People in the news
The next generation
New York – Like father, like daughter.
Bindi Irwin, the 8-year-old daughter of the late “Crocodile Hunter” Steve Irwin, will star in a wildlife series to air on the Discovery Kids network early next year. The show’s working title: “Bindi, The Jungle Girl.”
Her father, animal lover and conservationist Steve Irwin, died from the poisonous jab of a stingray Sept. 4. Besides Bindi, he left behind her mother, Terri, and 2-year-old brother, Bob.
The show, now in the early stages of production, was originally “going to be a father-daughter thing,” starring the nature-loving duo, Discovery publicist Annie Howell said Monday. “Steve and Bindi were very enthusiastic about doing the show together.”
Steve Irwin will appear with Bindi in scenes filmed before his death, his manager, John Stainton, said in an interview on People magazine’s Web site.
“Some people think that I would be afraid of them, but I’m never ever afraid of an animal,” Bindi said in an interview Monday on ABC’s “Australian Story.”
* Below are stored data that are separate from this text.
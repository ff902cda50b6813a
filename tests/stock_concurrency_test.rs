mod common;

use axum::http::{Method, StatusCode};
use common::TestApp;
use serde_json::json;
use uuid::Uuid;

fn part_sale(client_id: Uuid, part_id: Uuid, quantity: i32) -> serde_json::Value {
    json!({
        "sale_type": "Internal",
        "client_id": client_id,
        "items": [{
            "sale_type": "Part",
            "item_id": part_id,
            "quantity": quantity,
            "unit_price": "1200"
        }]
    })
}

#[tokio::test(flavor = "multi_thread", worker_threads = 4)]
async fn racing_sales_never_overdraw() {
    let app = TestApp::new().await;
    let store = app.create_store().await;
    let client = app.create_client().await;
    let part = app.create_part(store, 5).await;

    let (first, second) = tokio::join!(
        app.as_admin(Method::POST, "/api/v1/sales", Some(part_sale(client, part, 3))),
        app.as_admin(Method::POST, "/api/v1/sales", Some(part_sale(client, part, 3))),
    );

    let mut statuses = vec![first.status, second.status];
    statuses.sort();
    assert_eq!(
        statuses,
        vec![StatusCode::CREATED, StatusCode::UNPROCESSABLE_ENTITY],
        "first: {} second: {}",
        first.body,
        second.body
    );

    let refused = if first.status == StatusCode::UNPROCESSABLE_ENTITY {
        &first
    } else {
        &second
    };
    assert_eq!(
        refused.body["error"],
        "Insufficient stock. Only 2 units available."
    );

    assert_eq!(app.part_quantity(part).await, 2);
    let view = app.part_view(part).await;
    assert_eq!(view["sold_quantity"], 3);
    assert_eq!(view["available_quantity"], 2);
}

#[tokio::test(flavor = "multi_thread", worker_threads = 4)]
async fn many_small_sales_account_for_every_unit() {
    let app = TestApp::new().await;
    let store = app.create_store().await;
    let client = app.create_client().await;
    let part = app.create_part(store, 6).await;

    let requests = (0..10).map(|_| {
        app.as_admin(Method::POST, "/api/v1/sales", Some(part_sale(client, part, 1)))
    });
    let responses = futures::future::join_all(requests).await;

    let created = responses
        .iter()
        .filter(|r| r.status == StatusCode::CREATED)
        .count();
    let refused = responses
        .iter()
        .filter(|r| r.status == StatusCode::UNPROCESSABLE_ENTITY)
        .count();
    assert_eq!(created, 6);
    assert_eq!(refused, 4);
    assert_eq!(app.part_quantity(part).await, 0);

    let report = app
        .as_admin(Method::GET, "/api/v1/inventory/reconciliation", None)
        .await;
    assert_eq!(report.body["discrepancies"], json!([]));
}

#[tokio::test(flavor = "multi_thread", worker_threads = 4)]
async fn racing_machine_sales_sell_it_once() {
    let app = TestApp::new().await;
    let store = app.create_store().await;
    let client = app.create_client().await;
    let machine = app.create_machine(store).await;

    let body = json!({
        "sale_type": "Internal",
        "client_id": client,
        "items": [{
            "sale_type": "Machine",
            "item_id": machine,
            "quantity": 1,
            "unit_price": "350000"
        }]
    });
    let (first, second) = tokio::join!(
        app.as_admin(Method::POST, "/api/v1/sales", Some(body.clone())),
        app.as_admin(Method::POST, "/api/v1/sales", Some(body.clone())),
    );

    let created = [first.status, second.status]
        .iter()
        .filter(|s| **s == StatusCode::CREATED)
        .count();
    assert_eq!(created, 1, "first: {} second: {}", first.body, second.body);
}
“I just get excited and some that are dangerous I just think, ‘Oooh! What’s going to happen?’ and things like that.”
Awards are frightful
Los Angeles – Rocker-turned-director Rob Zombie picked up a Chainsaw Award for his horror flick “The Devil’s Rejects.”
The “Killer Movie” award, presented Sunday night to Zombie by Robert “Freddy Kruger” Englund, was part of the first televised “fuse Fangoria Chainsaw Awards” to honor the best films and actors in the horror genre.
Zombie’s wife, Sheri Moon, and actor Bill Moseley won the “Relationship From Hell” award for “The Devil’s Rejects.”
“Saw II” also won two awards, for “Best Butcher” (best villain) and “Looks that Kill” (best makeup).
The awards ceremony was held at the Orpheum Theatre and will be broadcast Oct. 22 on fuse Television.
Waxing political
New York – Country music might seem like a pretty conservative medium, but Tim McGraw is bucking the trend.
“It’s innate in me to be a Democrat – a true Southern populist kind of Democrat. There’s not a lot of those anymore,” McGraw tells Time magazine in its Oct. 23 issue.
“The issues that matter to me are the social safety nets for people, health care, middle-class concerns. We need to take care of the middle class and the poor in our country. The chasm is getting larger between haves and have-nots, and that’s something we need to close down a little bit,” says the singer and star of “Flicka.”
Could that mean a McGraw on an election ticket soon?
“One of these days, if the opportunity’s there, that’s something I’d love to do,” he says. “It’s a high calling to serve the community, and if you can do it, I think you should.”